**Your objective:** Search the data for the string "LoggerError" and copy each line where it turns up.

[Saved entries]
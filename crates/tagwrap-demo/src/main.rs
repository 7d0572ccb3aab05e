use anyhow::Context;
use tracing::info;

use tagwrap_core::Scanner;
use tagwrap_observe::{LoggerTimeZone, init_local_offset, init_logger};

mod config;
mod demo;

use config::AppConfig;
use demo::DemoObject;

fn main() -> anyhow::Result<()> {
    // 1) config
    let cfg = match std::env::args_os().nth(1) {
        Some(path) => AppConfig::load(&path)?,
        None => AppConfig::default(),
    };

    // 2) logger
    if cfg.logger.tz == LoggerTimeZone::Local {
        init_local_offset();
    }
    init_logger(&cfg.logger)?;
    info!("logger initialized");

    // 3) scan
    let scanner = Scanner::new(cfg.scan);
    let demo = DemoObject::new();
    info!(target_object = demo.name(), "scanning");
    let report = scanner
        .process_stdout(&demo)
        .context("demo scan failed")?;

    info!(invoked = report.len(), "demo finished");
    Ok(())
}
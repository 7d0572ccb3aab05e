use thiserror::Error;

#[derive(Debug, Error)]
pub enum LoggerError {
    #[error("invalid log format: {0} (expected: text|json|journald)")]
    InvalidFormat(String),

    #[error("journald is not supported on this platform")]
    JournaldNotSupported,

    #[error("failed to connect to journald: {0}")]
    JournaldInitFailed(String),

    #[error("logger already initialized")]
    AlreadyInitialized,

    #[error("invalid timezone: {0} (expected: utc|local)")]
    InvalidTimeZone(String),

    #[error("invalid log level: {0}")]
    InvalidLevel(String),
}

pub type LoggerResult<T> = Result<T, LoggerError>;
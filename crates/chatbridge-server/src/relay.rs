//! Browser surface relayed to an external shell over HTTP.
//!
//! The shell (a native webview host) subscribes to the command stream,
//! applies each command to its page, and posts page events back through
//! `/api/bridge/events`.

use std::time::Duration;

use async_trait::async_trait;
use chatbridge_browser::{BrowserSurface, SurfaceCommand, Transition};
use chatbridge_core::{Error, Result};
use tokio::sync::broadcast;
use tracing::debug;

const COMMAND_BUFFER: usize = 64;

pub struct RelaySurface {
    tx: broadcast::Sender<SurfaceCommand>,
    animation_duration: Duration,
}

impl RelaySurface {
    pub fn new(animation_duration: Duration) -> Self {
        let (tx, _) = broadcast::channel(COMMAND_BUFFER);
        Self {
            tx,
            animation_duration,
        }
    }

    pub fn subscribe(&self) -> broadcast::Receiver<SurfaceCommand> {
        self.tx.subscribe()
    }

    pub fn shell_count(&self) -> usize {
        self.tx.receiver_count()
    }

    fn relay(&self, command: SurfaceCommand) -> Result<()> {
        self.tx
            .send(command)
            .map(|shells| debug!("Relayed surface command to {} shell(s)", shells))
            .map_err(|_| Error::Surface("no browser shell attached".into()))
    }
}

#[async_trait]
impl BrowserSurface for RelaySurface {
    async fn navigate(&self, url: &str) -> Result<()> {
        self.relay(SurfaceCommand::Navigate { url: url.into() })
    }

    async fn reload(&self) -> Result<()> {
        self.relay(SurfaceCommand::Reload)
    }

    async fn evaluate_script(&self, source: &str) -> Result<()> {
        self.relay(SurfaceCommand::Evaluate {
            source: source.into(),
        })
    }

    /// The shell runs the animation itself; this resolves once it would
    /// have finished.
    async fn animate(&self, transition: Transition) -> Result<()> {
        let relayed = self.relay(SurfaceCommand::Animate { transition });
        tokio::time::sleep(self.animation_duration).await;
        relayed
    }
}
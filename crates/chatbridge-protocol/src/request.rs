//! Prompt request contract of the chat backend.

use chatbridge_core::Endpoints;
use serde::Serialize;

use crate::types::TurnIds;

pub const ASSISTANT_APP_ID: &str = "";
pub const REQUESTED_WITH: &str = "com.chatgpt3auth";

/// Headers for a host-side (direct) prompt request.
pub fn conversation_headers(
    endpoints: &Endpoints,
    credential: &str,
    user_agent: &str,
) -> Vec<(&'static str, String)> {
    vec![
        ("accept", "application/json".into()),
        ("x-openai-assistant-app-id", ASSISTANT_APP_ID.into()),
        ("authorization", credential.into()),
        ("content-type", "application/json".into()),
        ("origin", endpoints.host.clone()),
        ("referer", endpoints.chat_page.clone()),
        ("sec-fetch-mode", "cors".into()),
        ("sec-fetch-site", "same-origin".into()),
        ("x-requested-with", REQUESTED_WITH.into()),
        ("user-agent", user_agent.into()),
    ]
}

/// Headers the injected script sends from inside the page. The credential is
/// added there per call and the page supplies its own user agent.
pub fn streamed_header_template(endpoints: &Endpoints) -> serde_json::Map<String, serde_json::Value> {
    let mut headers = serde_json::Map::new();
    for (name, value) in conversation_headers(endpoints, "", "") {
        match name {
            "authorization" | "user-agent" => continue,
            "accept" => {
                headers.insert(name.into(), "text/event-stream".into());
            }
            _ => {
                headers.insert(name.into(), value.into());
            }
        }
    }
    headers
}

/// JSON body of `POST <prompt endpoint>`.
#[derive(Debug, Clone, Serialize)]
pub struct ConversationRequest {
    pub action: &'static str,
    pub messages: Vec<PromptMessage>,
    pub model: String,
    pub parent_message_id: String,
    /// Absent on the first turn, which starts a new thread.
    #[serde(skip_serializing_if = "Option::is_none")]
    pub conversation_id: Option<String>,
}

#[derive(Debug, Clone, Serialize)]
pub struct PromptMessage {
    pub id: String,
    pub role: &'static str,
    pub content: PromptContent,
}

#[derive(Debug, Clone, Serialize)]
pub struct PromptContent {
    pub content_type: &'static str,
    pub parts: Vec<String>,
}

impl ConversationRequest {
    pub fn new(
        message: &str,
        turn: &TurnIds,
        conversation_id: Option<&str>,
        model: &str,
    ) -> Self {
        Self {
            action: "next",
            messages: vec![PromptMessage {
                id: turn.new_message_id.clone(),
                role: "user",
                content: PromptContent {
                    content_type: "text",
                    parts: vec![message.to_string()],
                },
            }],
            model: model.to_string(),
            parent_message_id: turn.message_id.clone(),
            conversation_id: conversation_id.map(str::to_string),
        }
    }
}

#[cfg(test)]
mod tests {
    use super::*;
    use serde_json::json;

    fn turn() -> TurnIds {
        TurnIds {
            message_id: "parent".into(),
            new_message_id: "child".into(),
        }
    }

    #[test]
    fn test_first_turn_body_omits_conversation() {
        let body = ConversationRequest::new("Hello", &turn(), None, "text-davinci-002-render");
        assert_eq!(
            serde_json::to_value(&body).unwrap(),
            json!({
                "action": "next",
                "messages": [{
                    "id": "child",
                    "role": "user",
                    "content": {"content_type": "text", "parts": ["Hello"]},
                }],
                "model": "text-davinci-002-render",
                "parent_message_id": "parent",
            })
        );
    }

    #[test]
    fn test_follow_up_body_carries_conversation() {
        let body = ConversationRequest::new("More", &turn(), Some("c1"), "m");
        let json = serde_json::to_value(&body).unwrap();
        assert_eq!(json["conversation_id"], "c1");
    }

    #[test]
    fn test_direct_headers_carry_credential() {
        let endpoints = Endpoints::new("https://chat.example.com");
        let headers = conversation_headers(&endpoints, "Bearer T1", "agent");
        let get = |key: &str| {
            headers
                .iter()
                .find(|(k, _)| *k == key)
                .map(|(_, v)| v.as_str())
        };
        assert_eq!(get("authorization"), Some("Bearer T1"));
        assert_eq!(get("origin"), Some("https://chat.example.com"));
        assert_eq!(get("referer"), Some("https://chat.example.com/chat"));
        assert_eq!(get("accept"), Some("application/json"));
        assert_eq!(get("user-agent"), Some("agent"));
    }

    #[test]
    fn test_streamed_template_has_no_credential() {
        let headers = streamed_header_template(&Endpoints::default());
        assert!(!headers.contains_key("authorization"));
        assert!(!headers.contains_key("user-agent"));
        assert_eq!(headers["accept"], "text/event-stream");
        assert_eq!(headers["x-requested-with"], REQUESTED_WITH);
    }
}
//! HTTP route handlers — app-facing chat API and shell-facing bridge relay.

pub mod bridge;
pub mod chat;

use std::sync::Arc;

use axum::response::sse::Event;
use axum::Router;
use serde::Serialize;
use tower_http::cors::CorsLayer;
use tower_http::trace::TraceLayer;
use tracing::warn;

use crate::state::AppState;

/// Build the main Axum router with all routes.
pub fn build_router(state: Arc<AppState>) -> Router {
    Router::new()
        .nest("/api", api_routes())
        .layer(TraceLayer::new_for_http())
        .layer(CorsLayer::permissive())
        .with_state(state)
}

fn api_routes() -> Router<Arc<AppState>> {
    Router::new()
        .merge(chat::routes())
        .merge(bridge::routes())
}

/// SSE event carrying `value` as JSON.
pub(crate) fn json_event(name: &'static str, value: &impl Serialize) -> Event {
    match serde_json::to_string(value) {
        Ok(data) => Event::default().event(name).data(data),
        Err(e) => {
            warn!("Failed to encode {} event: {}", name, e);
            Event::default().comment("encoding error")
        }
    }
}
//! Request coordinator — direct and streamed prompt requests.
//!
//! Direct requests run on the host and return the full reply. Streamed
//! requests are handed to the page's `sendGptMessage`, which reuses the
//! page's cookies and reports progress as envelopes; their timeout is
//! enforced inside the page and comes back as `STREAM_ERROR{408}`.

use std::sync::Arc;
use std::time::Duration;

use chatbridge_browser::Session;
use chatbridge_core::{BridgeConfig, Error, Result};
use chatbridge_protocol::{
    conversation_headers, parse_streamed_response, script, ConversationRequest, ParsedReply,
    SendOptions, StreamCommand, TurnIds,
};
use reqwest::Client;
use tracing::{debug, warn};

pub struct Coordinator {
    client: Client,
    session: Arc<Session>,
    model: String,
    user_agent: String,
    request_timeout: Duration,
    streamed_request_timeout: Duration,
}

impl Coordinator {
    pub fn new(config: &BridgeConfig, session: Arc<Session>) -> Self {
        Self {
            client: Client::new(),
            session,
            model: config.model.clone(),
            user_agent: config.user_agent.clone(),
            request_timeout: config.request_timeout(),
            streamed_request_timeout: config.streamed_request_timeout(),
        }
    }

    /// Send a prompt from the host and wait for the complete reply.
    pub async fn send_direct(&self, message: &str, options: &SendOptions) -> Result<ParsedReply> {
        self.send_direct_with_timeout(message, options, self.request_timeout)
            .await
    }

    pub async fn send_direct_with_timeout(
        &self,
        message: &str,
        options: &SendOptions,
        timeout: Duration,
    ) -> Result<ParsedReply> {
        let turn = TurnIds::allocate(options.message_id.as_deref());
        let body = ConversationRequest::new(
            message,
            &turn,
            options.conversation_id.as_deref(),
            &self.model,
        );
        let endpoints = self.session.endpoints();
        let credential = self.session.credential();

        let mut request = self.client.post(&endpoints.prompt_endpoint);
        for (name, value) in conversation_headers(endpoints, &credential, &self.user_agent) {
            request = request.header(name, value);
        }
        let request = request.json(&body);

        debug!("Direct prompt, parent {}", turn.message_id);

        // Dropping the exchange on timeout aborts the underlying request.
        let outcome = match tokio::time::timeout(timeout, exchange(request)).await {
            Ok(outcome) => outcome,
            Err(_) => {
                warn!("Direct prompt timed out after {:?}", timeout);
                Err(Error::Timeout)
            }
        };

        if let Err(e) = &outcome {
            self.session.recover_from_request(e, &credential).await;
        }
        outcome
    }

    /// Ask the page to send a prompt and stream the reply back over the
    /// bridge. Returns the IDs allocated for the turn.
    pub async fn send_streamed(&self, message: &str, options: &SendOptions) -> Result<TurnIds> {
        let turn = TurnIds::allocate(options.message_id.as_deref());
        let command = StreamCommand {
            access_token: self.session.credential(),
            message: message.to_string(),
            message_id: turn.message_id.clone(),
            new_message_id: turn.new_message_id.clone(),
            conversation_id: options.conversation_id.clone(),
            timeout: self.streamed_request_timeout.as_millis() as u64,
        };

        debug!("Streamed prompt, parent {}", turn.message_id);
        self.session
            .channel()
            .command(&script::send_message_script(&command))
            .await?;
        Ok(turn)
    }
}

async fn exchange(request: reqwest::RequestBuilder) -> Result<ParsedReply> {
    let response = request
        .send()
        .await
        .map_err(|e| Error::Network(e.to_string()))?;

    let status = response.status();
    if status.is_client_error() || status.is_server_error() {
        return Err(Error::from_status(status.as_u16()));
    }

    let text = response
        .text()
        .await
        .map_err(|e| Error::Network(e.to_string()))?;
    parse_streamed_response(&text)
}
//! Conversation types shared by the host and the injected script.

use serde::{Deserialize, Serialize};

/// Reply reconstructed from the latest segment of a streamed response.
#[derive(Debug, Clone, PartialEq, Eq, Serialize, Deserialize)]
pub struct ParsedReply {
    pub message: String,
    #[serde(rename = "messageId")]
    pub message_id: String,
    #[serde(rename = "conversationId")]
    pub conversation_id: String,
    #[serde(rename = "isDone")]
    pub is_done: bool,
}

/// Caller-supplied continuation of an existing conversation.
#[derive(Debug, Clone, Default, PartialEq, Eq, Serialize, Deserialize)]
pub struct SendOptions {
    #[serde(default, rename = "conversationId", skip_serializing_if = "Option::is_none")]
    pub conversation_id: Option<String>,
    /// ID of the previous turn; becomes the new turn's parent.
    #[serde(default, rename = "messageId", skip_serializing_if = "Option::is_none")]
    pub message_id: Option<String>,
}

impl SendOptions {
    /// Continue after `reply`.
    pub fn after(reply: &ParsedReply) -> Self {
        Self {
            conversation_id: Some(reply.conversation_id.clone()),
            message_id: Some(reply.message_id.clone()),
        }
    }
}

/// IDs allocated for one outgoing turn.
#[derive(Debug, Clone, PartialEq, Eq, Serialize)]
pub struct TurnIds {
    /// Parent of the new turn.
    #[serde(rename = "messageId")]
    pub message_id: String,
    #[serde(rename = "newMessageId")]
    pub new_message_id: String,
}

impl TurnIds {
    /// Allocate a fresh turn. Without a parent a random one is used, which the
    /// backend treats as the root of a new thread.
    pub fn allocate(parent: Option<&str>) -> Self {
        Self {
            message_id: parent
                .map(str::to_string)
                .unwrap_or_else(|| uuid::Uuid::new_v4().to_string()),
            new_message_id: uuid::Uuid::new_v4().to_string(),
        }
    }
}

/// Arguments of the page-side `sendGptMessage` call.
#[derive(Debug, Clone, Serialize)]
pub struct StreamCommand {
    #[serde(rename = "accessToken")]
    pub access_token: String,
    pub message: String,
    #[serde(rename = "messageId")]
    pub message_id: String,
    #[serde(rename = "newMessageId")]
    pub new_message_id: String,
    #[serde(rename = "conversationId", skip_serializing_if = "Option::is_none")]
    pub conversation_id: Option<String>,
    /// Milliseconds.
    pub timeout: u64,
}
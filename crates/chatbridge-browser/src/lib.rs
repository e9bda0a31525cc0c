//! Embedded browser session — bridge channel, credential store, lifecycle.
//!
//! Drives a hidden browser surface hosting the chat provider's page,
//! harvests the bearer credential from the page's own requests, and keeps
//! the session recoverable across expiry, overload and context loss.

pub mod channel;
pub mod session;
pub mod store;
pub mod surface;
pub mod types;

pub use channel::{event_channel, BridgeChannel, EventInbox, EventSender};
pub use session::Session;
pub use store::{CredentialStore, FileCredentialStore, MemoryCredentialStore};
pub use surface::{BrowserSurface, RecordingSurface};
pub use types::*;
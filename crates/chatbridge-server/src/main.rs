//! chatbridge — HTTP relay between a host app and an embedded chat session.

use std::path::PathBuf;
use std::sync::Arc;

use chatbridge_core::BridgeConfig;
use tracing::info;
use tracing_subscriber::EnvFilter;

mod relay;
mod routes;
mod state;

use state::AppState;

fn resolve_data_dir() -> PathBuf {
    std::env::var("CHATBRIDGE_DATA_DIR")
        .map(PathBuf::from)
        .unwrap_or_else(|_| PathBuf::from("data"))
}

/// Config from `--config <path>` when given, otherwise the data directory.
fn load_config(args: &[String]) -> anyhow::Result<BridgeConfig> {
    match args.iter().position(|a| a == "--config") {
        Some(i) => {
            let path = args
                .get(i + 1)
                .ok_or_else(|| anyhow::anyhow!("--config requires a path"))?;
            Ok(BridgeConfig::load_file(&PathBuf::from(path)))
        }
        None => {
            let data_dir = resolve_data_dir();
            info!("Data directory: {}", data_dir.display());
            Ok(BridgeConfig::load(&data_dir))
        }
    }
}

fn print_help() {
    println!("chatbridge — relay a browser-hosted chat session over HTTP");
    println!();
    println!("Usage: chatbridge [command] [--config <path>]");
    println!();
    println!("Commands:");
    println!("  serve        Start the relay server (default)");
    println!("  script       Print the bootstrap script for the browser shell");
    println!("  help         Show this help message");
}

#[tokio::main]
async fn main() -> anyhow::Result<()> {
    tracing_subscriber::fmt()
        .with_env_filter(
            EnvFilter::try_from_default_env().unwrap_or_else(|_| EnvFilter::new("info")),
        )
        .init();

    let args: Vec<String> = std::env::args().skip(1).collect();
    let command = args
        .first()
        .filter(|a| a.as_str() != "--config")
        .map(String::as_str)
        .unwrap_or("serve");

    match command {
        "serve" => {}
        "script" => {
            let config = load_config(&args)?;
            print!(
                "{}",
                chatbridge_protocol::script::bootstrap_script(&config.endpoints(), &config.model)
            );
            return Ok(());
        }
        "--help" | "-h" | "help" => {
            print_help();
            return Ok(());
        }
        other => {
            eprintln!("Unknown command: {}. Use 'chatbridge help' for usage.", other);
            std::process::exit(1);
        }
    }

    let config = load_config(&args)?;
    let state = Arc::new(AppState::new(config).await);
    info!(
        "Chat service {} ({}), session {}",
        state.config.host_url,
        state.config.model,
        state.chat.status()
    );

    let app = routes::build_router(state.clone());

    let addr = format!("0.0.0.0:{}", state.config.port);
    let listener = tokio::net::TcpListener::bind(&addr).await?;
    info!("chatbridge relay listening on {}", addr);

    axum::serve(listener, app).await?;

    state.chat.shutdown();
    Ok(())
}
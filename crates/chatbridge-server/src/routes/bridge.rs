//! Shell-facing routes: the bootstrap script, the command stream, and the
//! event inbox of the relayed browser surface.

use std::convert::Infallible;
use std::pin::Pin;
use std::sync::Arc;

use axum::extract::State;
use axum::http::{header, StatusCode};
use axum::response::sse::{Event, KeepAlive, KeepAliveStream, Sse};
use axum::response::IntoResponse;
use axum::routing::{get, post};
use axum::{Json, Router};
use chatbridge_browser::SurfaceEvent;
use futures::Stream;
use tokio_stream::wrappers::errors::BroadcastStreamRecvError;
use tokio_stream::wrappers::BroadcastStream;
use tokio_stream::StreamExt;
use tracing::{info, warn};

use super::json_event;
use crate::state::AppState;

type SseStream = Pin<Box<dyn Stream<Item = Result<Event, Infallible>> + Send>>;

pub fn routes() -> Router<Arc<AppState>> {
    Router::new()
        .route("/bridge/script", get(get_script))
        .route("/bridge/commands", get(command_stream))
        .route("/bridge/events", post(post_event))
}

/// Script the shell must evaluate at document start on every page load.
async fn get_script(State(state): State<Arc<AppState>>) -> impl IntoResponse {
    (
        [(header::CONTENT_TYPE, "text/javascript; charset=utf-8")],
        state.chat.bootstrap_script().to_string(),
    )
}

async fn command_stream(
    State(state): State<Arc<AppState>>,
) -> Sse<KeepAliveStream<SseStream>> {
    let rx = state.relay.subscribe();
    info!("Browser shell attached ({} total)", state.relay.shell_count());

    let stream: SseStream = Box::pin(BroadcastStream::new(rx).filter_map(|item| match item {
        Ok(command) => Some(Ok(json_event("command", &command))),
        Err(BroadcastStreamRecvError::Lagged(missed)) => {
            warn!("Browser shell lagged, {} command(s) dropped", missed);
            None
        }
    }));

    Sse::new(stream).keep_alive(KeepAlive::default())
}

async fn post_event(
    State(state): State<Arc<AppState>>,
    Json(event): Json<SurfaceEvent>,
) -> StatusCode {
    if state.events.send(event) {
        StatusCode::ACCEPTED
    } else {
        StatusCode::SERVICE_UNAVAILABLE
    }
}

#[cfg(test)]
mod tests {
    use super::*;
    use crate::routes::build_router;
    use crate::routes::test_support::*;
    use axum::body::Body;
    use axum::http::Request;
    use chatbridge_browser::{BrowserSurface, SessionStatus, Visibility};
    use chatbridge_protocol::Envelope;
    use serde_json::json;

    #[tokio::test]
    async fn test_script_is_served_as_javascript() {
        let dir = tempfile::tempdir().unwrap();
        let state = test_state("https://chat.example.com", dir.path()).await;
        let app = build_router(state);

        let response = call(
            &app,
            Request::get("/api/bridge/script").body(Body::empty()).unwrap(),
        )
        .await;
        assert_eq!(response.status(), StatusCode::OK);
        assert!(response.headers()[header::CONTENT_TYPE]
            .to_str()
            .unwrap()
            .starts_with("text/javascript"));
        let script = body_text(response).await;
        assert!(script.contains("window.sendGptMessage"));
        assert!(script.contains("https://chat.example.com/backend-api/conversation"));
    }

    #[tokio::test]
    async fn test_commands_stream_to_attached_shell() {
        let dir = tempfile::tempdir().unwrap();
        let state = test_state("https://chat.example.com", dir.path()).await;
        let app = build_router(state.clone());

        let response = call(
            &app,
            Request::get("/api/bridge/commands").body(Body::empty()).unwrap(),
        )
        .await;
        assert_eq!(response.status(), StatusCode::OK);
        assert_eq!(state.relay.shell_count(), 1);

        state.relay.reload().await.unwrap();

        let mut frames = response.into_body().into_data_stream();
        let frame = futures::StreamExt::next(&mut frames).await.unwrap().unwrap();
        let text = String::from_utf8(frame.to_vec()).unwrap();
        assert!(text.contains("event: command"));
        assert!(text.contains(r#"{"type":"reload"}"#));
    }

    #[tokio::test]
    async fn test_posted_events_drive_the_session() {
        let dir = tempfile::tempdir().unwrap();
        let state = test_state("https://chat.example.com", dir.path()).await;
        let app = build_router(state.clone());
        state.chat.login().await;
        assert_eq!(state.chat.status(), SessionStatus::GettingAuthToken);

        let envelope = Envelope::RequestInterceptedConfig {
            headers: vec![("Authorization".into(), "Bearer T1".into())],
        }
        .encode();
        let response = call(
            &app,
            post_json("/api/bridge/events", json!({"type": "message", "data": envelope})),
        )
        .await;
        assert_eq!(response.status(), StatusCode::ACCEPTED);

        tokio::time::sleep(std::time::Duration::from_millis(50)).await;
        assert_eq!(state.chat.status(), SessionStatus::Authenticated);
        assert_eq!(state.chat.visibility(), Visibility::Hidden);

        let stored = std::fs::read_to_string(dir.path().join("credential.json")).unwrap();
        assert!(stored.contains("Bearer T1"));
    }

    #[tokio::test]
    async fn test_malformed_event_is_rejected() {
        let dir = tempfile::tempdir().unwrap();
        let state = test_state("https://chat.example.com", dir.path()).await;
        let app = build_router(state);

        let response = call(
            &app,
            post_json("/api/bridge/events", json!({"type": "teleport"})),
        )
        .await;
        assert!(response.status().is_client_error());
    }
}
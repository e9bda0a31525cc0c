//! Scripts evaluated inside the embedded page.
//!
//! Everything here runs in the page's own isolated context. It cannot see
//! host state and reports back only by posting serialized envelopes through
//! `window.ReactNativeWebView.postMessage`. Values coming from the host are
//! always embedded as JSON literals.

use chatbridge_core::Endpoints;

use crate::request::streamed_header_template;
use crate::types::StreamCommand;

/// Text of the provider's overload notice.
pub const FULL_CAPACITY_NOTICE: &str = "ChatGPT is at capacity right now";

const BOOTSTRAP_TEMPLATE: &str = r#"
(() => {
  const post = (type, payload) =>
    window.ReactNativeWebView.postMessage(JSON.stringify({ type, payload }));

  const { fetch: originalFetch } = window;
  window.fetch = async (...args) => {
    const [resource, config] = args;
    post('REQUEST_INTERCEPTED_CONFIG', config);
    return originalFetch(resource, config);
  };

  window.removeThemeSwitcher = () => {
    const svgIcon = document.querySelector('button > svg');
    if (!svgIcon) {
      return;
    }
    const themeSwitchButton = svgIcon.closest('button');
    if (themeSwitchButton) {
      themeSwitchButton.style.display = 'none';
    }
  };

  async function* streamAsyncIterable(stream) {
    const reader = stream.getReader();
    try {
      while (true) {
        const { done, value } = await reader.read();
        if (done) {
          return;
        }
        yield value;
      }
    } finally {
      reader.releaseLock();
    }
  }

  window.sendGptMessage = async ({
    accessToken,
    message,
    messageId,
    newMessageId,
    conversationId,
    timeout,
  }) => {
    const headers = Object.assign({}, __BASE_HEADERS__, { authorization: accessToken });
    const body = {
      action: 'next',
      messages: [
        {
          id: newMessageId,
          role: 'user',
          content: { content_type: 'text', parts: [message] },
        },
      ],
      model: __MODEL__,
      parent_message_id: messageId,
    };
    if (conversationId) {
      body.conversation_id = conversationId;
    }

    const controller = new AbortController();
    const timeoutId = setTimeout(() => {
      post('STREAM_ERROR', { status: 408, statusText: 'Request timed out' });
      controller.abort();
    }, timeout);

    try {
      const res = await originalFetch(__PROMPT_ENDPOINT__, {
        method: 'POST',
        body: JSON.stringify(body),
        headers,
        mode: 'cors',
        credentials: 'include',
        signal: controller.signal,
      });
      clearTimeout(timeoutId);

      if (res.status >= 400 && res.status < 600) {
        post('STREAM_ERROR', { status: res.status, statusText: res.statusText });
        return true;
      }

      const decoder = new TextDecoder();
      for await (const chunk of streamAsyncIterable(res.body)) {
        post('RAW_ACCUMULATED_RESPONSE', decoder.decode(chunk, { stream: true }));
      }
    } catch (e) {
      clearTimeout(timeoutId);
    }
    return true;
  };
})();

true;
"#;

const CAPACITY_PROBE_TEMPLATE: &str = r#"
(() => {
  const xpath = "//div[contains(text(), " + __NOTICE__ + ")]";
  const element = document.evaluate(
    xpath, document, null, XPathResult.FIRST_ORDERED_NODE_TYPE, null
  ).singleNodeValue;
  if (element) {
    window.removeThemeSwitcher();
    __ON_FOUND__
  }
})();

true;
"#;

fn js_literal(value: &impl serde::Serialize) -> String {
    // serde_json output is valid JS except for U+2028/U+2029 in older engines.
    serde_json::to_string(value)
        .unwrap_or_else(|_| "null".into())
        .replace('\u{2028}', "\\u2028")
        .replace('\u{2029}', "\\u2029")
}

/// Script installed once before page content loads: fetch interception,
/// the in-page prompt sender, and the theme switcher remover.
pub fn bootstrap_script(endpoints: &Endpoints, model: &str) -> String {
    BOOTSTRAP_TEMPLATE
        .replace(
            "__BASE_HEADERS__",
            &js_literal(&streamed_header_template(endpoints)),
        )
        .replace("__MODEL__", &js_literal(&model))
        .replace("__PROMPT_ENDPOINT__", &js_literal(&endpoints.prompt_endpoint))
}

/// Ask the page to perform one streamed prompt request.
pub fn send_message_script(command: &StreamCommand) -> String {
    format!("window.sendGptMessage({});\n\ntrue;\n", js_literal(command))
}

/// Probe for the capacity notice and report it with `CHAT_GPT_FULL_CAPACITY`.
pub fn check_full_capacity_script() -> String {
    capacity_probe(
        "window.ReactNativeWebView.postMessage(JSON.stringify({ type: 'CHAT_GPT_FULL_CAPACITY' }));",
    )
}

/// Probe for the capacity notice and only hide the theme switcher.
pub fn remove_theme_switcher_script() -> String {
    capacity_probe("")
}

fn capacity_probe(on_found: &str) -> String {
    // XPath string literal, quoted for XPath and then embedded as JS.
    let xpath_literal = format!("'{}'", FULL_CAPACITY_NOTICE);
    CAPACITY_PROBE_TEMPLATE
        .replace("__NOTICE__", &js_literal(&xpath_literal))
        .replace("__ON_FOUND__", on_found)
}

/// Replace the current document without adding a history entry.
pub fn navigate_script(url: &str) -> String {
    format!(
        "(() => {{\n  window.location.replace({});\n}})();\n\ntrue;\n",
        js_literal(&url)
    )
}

**Exercise response:**
pub enum LoggerError {
pub type LoggerResult<T> = Result<T, LoggerError>;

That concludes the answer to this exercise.